Records for the exercise:

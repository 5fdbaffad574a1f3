//! CLI entrypoint for LLM Council
//!
//! This is the main binary that wires together all layers using
//! dependency injection.

mod cli;
mod output;
mod progress;

use anyhow::{Context, Result, bail};
use clap::Parser;
use cli::{Cli, OutputFormat};
use council_application::{RunCouncilInput, RunCouncilUseCase};
use council_domain::{Model, Question};
use council_infrastructure::{ConfigLoader, FileConfig, OpenRouterClient};
use output::ConsoleFormatter;
use progress::{ProgressReporter, SimpleProgress};
use std::io::IsTerminal;
use std::sync::Arc;
use tokio_util::sync::CancellationToken;
use tracing::{info, warn};
use tracing_subscriber::EnvFilter;

#[tokio::main]
async fn main() -> Result<()> {
    let cli = Cli::parse();

    // Initialize logging based on verbosity level
    let filter = match cli.verbose {
        0 => EnvFilter::new("warn"),
        1 => EnvFilter::new("info"),
        2 => EnvFilter::new("debug"),
        _ => EnvFilter::new("trace"), // -vvv or more
    };

    tracing_subscriber::fmt()
        .with_env_filter(filter)
        .with_target(false)
        .init();

    if cli.show_config {
        ConfigLoader::print_config_sources();
        return Ok(());
    }

    let config = if cli.no_config {
        ConfigLoader::load_defaults()
    } else {
        ConfigLoader::load(cli.config.as_ref()).context("failed to load configuration")?
    };

    let question = match cli.question {
        Some(q) => Question::try_new(q).context("question must not be empty")?,
        None => bail!("Question is required. See --help for usage."),
    };

    // CLI flags override config file values
    let members: Vec<Model> = if cli.model.is_empty() {
        config.members()
    } else {
        cli.model
            .iter()
            .map(|s| s.parse().expect("model parsing is infallible"))
            .collect()
    };

    let lead: Model = match &cli.lead {
        Some(lead) => lead.parse().expect("model parsing is infallible"),
        None => config.lead(),
    };

    info!("Starting council: {} members, lead {}", members.len(), lead);

    let client = build_client(&config)?;

    // Ctrl-C cancels between stages rather than killing mid-write
    let cancel = CancellationToken::new();
    let signal_token = cancel.clone();
    tokio::spawn(async move {
        if tokio::signal::ctrl_c().await.is_ok() {
            warn!("Interrupt received, cancelling after the current stage");
            signal_token.cancel();
        }
    });

    let mut input =
        RunCouncilInput::new(question.clone(), members.clone(), lead.clone()).with_cancellation(cancel);
    if !cli.no_title {
        input = input.with_title();
    }

    if !cli.quiet {
        println!();
        println!("Question: {}", question.content());
        println!(
            "Members: {}",
            members
                .iter()
                .map(|m| m.to_string())
                .collect::<Vec<_>>()
                .join(", ")
        );
        println!("Lead: {}", lead);
        println!();
    }

    let use_case = RunCouncilUseCase::new(client);

    // Progress bars only make sense on a terminal; plain line output
    // when stderr is piped or redirected.
    let bundle = if cli.quiet {
        use_case.execute(input).await?
    } else if std::io::stderr().is_terminal() {
        let progress = ProgressReporter::new();
        use_case.execute_with_progress(input, &progress).await?
    } else {
        use_case.execute_with_progress(input, &SimpleProgress).await?
    };

    let output = match cli.output {
        OutputFormat::Full => ConsoleFormatter::format(&bundle),
        OutputFormat::Synthesis => ConsoleFormatter::format_synthesis_only(&bundle),
        OutputFormat::Json => ConsoleFormatter::format_json(&bundle),
    };

    println!("{}", output);

    Ok(())
}

fn build_client(config: &FileConfig) -> Result<Arc<OpenRouterClient>> {
    let api_key = config.resolve_api_key().context(
        "no OpenRouter API key found; set OPENROUTER_API_KEY or add api_key to the config file",
    )?;

    let client = OpenRouterClient::new(api_key)?
        .with_api_url(config.openrouter.api_url.clone())
        .with_retry(config.openrouter.retry.to_policy());

    Ok(Arc::new(client))
}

Task goal: All lines from the one containing "signal_token.cancel();" through the final line of the listing above are to be reproduced exactly; include both and add nothing.

Task solution:
            signal_token.cancel();
        }
    });

    let mut input =
        RunCouncilInput::new(question.clone(), members.clone(), lead.clone()).with_cancellation(cancel);
    if !cli.no_title {
        input = input.with_title();
    }

    if !cli.quiet {
        println!();
        println!("Question: {}", question.content());
        println!(
            "Members: {}",
            members
                .iter()
                .map(|m| m.to_string())
                .collect::<Vec<_>>()
                .join(", ")
        );
        println!("Lead: {}", lead);
        println!();
    }

    let use_case = RunCouncilUseCase::new(client);

    // Progress bars only make sense on a terminal; plain line output
    // when stderr is piped or redirected.
    let bundle = if cli.quiet {
        use_case.execute(input).await?
    } else if std::io::stderr().is_terminal() {
        let progress = ProgressReporter::new();
        use_case.execute_with_progress(input, &progress).await?
    } else {
        use_case.execute_with_progress(input, &SimpleProgress).await?
    };

    let output = match cli.output {
        OutputFormat::Full => ConsoleFormatter::format(&bundle),
        OutputFormat::Synthesis => ConsoleFormatter::format_synthesis_only(&bundle),
        OutputFormat::Json => ConsoleFormatter::format_json(&bundle),
    };

    println!("{}", output);

    Ok(())
}

fn build_client(config: &FileConfig) -> Result<Arc<OpenRouterClient>> {
    let api_key = config.resolve_api_key().context(
        "no OpenRouter API key found; set OPENROUTER_API_KEY or add api_key to the config file",
    )?;

    let client = OpenRouterClient::new(api_key)?
        .with_api_url(config.openrouter.api_url.clone())
        .with_retry(config.openrouter.retry.to_policy());

    Ok(Arc::new(client))
}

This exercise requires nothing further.